Task: Below are some records; copy each line in them that contains "target".

(Extracted data entries)
-*-*-

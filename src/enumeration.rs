//! Fixed-capacity enumeration of a driver's nodes.
//!
//! The host may own more nodes than the buffer holds. [`EnumerationBuffer`]
//! keeps the reported total but only ever hands out the entries that fit.

use crate::{DeviceHost, DriverId, FilterError, NodeId};

/// Number of entries one enumeration pass can return.
pub const ENUMERATION_CAPACITY: usize = 64;

/// Storage for one enumeration pass.
///
/// # Example
///
/// ```rust
/// use stackfilter::{DeviceHost, DriverId, EnumerationBuffer, FilterError, ENUMERATION_CAPACITY};
///
/// fn count_nodes(host: &dyn DeviceHost, driver: &DriverId) -> Result<usize, FilterError> {
///     let mut buffer = EnumerationBuffer::new();
///     let members = buffer.fill(host, driver)?;
///     assert!(members.len() <= ENUMERATION_CAPACITY);
///     Ok(members.total())
/// }
/// ```
#[derive(Debug)]
pub struct EnumerationBuffer {
    slots: [NodeId; ENUMERATION_CAPACITY],
}

impl Default for EnumerationBuffer {
    fn default() -> Self {
        Self::new()
    }
}

impl EnumerationBuffer {
    /// An empty buffer.
    pub fn new() -> Self {
        Self {
            slots: [NodeId(0); ENUMERATION_CAPACITY],
        }
    }

    /// List the nodes owned by `driver`.
    ///
    /// The returned view holds a reference on every listed node and drops
    /// them all when it goes out of scope.
    ///
    /// # Errors
    ///
    /// Whatever [`DeviceHost::enumerate`] reports.
    pub fn fill<'a, H: DeviceHost + ?Sized>(
        &'a mut self,
        host: &'a H,
        driver: &DriverId,
    ) -> Result<Enumerated<'a, H>, FilterError> {
        let total = host.enumerate(driver, &mut self.slots)?;
        let len = total.min(ENUMERATION_CAPACITY);
        Ok(Enumerated {
            host,
            entries: &self.slots[..len],
            total,
        })
    }
}

/// Result of [`EnumerationBuffer::fill`].
pub struct Enumerated<'a, H: DeviceHost + ?Sized> {
    host: &'a H,
    entries: &'a [NodeId],
    total: usize,
}

impl<H: DeviceHost + ?Sized> Enumerated<'_, H> {
    /// The listed nodes, at most [`ENUMERATION_CAPACITY`] of them.
    pub fn iter(&self) -> impl Iterator<Item = NodeId> + '_ {
        self.entries.iter().copied()
    }

    /// Number of listed nodes.
    #[inline]
    pub fn len(&self) -> usize {
        self.entries.len()
    }

    /// Returns `true` if nothing was listed.
    #[inline]
    pub fn is_empty(&self) -> bool {
        self.entries.is_empty()
    }

    /// Number of nodes the host reported, which may exceed [`len`](Self::len).
    #[inline]
    pub fn total(&self) -> usize {
        self.total
    }

    /// Returns `true` if the host owned more nodes than fit.
    #[inline]
    pub fn was_clamped(&self) -> bool {
        self.total > self.entries.len()
    }
}

impl<H: DeviceHost + ?Sized> Drop for Enumerated<'_, H> {
    fn drop(&mut self) {
        for &node in self.entries {
            self.host.dereference(node);
        }
    }
}

impl<H: DeviceHost + ?Sized> std::fmt::Debug for Enumerated<'_, H> {
    fn fmt(&self, f: &mut std::fmt::Formatter<'_>) -> std::fmt::Result {
        f.debug_struct("Enumerated")
            .field("entries", &self.entries)
            .field("total", &self.total)
            .finish()
    }
}

#[cfg(test)]
mod tests {
    use super::*;
    use crate::{Characteristics, DeviceType, MemoryHost, NodeFlags};

    fn host_with_nodes(driver: &DriverId, count: usize) -> MemoryHost {
        let host = MemoryHost::new();
        host.add_terminal_driver(driver);
        for _ in 0..count {
            host.create_node(
                driver,
                DeviceType::DiskFileSystem,
                NodeFlags::empty(),
                Characteristics::empty(),
            )
            .unwrap();
        }
        host
    }

    #[test]
    fn small_driver_fits() {
        let fs = DriverId::new("Fs");
        let host = host_with_nodes(&fs, 3);
        let mut buffer = EnumerationBuffer::new();
        let members = buffer.fill(&host, &fs).unwrap();
        assert_eq!(members.len(), 3);
        assert_eq!(members.total(), 3);
        assert!(!members.was_clamped());
        assert_eq!(host.outstanding_references(), 3);
        drop(members);
        assert_eq!(host.outstanding_references(), 0);
    }

    #[test]
    fn large_driver_is_clamped() {
        let fs = DriverId::new("Fs");
        let host = host_with_nodes(&fs, 100);
        let mut buffer = EnumerationBuffer::new();
        let members = buffer.fill(&host, &fs).unwrap();
        assert_eq!(members.len(), ENUMERATION_CAPACITY);
        assert_eq!(members.iter().count(), ENUMERATION_CAPACITY);
        assert_eq!(members.total(), 100);
        assert!(members.was_clamped());
        assert_eq!(host.outstanding_references(), ENUMERATION_CAPACITY);
        drop(members);
        assert_eq!(host.outstanding_references(), 0);
    }

    #[test]
    fn failure_takes_no_references() {
        let fs = DriverId::new("Fs");
        let host = host_with_nodes(&fs, 5);
        host.fail_enumeration(&fs, true);
        let mut buffer = EnumerationBuffer::new();
        let err = buffer.fill(&host, &fs).unwrap_err();
        assert!(matches!(err, FilterError::EnumerationFailed { .. }));
        assert_eq!(host.outstanding_references(), 0);
    }

    #[test]
    fn unknown_driver_lists_nothing() {
        let host = MemoryHost::new();
        let mut buffer = EnumerationBuffer::new();
        let members = buffer.fill(&host, &DriverId::new("Nobody")).unwrap();
        assert!(members.is_empty());
        assert_eq!(members.total(), 0);
    }
}
impl DeviceHost for MemoryHost {
    fn register_driver(&self, id: DriverId, driver: Arc<dyn Driver>) -> Result<(), FilterError> {
        let mut registry = self.write();
        if registry.drivers.contains_key(&id) {
            return Err(FilterError::DriverAlreadyRegistered { driver: id });
        }
        registry.drivers.insert(id, driver);
        Ok(())
    }

    fn unregister_driver(&self, id: &DriverId) {
        let mut registry = self.write();
        registry.drivers.remove(id);
        registry.subscribers.retain(|s| s != id);
    }

    fn driver(&self, id: &DriverId) -> Option<Arc<dyn Driver>> {
        self.read().drivers.get(id).cloned()
    }

    fn driver_of(&self, node: NodeId) -> Option<Arc<dyn Driver>> {
        let registry = self.read();
        let owner = &registry.nodes.get(&node)?.info.owner;
        registry.drivers.get(owner).cloned()
    }

    fn node_info(&self, node: NodeId) -> Result<NodeInfo, FilterError> {
        self.read().live(node).map(|e| e.info.clone())
    }

    fn create_node(
        &self,
        owner: &DriverId,
        device_type: DeviceType,
        flags: NodeFlags,
        characteristics: Characteristics,
    ) -> Result<NodeId, FilterError> {
        let mut registry = self.write();
        if !registry.drivers.contains_key(owner) {
            return Err(FilterError::DriverNotFound {
                driver: owner.clone(),
            });
        }
        let id = NodeId(registry.next_id);
        registry.next_id += 1;
        registry.nodes.insert(
            id,
            NodeEntry {
                info: NodeInfo {
                    id,
                    owner: owner.clone(),
                    device_type,
                    flags,
                    characteristics,
                },
                attached_to: None,
                attached_device: None,
                references: 0,
                deleted: false,
                hold: None,
            },
        );
        Ok(id)
    }

    fn clear_flags(&self, node: NodeId, flags: NodeFlags) -> Result<(), FilterError> {
        let mut registry = self.write();
        let entry = registry.live_mut(node)?;
        entry.info.flags.remove(flags);
        if flags.contains(NodeFlags::DEVICE_INITIALIZING) {
            entry.hold = None;
        }
        Ok(())
    }

    fn release(&self, node: NodeId) {
        // whoever sits above a vanishing node hears about it first
        let upper = {
            let registry = self.read();
            registry
                .nodes
                .get(&node)
                .filter(|e| !e.deleted)
                .and_then(|e| e.attached_device)
                .and_then(|upper| {
                    let owner = &registry.nodes.get(&upper)?.info.owner;
                    Some((upper, registry.drivers.get(owner)?.clone()))
                })
        };
        if let Some((upper, driver)) = upper {
            debug!("{node} released under {upper}, notifying its owner");
            driver.fast_io_detach_device(self, upper, node);
        }

        let mut registry = self.write();
        if let Some(entry) = registry.nodes.get_mut(&node) {
            entry.deleted = true;
        }
        registry.reap(node);
    }

    fn attach(&self, node: NodeId, target: NodeId) -> Result<NodeId, FilterError> {
        let mut registry = self.write();
        registry.attach_attempts += 1;

        let entry = registry.live(node)?;
        if let Some(lower) = entry.attached_to {
            return Err(FilterError::AlreadyAttached { node, target: lower });
        }
        if entry.attached_device.is_some() {
            return Err(FilterError::Host(format!("{node} already has a node above it")));
        }
        registry.live(target)?;

        let top = registry.top_of(target);
        if top == node {
            return Err(FilterError::AlreadyAttached { node, target });
        }
        let top_entry = registry.live_mut(top)?;
        if top_entry.info.is_initializing() {
            match top_entry.hold {
                Some(Hold::Attempts(n)) if n <= 1 => {
                    top_entry.hold = None;
                    top_entry.info.flags.remove(NodeFlags::DEVICE_INITIALIZING);
                }
                Some(Hold::Attempts(n)) => top_entry.hold = Some(Hold::Attempts(n - 1)),
                Some(Hold::Forever) | None => {}
            }
            return Err(FilterError::TargetInitializing { target: top });
        }

        top_entry.attached_device = Some(node);
        if let Some(entry) = registry.nodes.get_mut(&node) {
            entry.attached_to = Some(top);
        }
        Ok(top)
    }

    fn detach(&self, lower: NodeId) {
        let mut registry = self.write();
        match registry.unlink_above(lower) {
            Some(upper) => {
                debug!("detached {upper} from {lower}");
                registry.reap(upper);
            }
            None => warn!("detach on {lower}: nothing attached above it"),
        }
    }

    fn reference_top(&self, node: NodeId) -> Result<NodeId, FilterError> {
        let mut registry = self.write();
        registry.live(node)?;
        let top = registry.top_of(node);
        if let Some(entry) = registry.nodes.get_mut(&top) {
            entry.references += 1;
        }
        Ok(top)
    }

    fn reference_lower(&self, node: NodeId) -> Option<NodeId> {
        let mut registry = self.write();
        let lower = registry.nodes.get(&node)?.attached_to?;
        registry.nodes.get_mut(&lower)?.references += 1;
        Some(lower)
    }

    fn dereference(&self, node: NodeId) {
        let mut registry = self.write();
        match registry.nodes.get_mut(&node) {
            Some(entry) if entry.references > 0 => entry.references -= 1,
            _ => {
                warn!("dereference of {node} without a reference");
                return;
            }
        }
        registry.reap(node);
    }

    fn enumerate(&self, driver: &DriverId, buffer: &mut [NodeId]) -> Result<usize, FilterError> {
        let mut registry = self.write();
        if registry.failing_enumeration.contains(driver) {
            return Err(FilterError::EnumerationFailed {
                driver: driver.clone(),
                reason: "injected failure".into(),
            });
        }
        let owned: Vec<NodeId> = registry
            .nodes
            .values()
            .filter(|e| !e.deleted && &e.info.owner == driver)
            .map(|e| e.info.id)
            .collect();
        for (slot, id) in buffer.iter_mut().zip(&owned) {
            *slot = *id;
            if let Some(entry) = registry.nodes.get_mut(id) {
                entry.references += 1;
            }
        }
        Ok(owned.len())
    }

    fn register_resource_notification(&self, driver: &DriverId) -> Result<(), FilterError> {
        let (subscriber, active) = {
            let mut registry = self.write();
            let Some(subscriber) = registry.drivers.get(driver).cloned() else {
                return Err(FilterError::DriverNotFound {
                    driver: driver.clone(),
                });
            };
            if !registry.subscribers.contains(driver) {
                registry.subscribers.push(driver.clone());
            }
            let active: Vec<NodeId> = registry.active_classes.iter().copied().collect();
            (subscriber, active)
        };
        // classes that are already up are announced right away
        for control in active {
            if let Err(err) = subscriber.resource_class_changed(self, control, true) {
                warn!("{driver} failed to handle existing class {control}: {err}");
            }
        }
        Ok(())
    }

    fn unregister_resource_notification(&self, driver: &DriverId) {
        self.write().subscribers.retain(|s| s != driver);
    }

    fn call(&self, target: NodeId, mut request: Request) -> Status {
        let driver = self.driver_of(target);
        request.enter(target);
        match driver {
            Some(driver) => driver.dispatch(self, target, request),
            None => {
                debug!("no driver for {target}, failing {:?}", request.major());
                request.complete(Status::InvalidDeviceRequest, 0)
            }
        }
    }

    fn delay(&self, interval: Duration) {
        let mut elapsed = self.elapsed.lock().unwrap_or_else(PoisonError::into_inner);
        *elapsed += interval;
    }
}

-*-*-

Solved problem:
    fn attach(&self, node: NodeId, target: NodeId) -> Result<NodeId, FilterError> {
            return Err(FilterError::AlreadyAttached { node, target: lower });
        registry.live(target)?;
        let top = registry.top_of(target);
            return Err(FilterError::AlreadyAttached { node, target });
            return Err(FilterError::TargetInitializing { target: top });
    fn call(&self, target: NodeId, mut request: Request) -> Status {
        let driver = self.driver_of(target);
        request.enter(target);
            Some(driver) => driver.dispatch(self, target, request),
                debug!("no driver for {target}, failing {:?}", request.major());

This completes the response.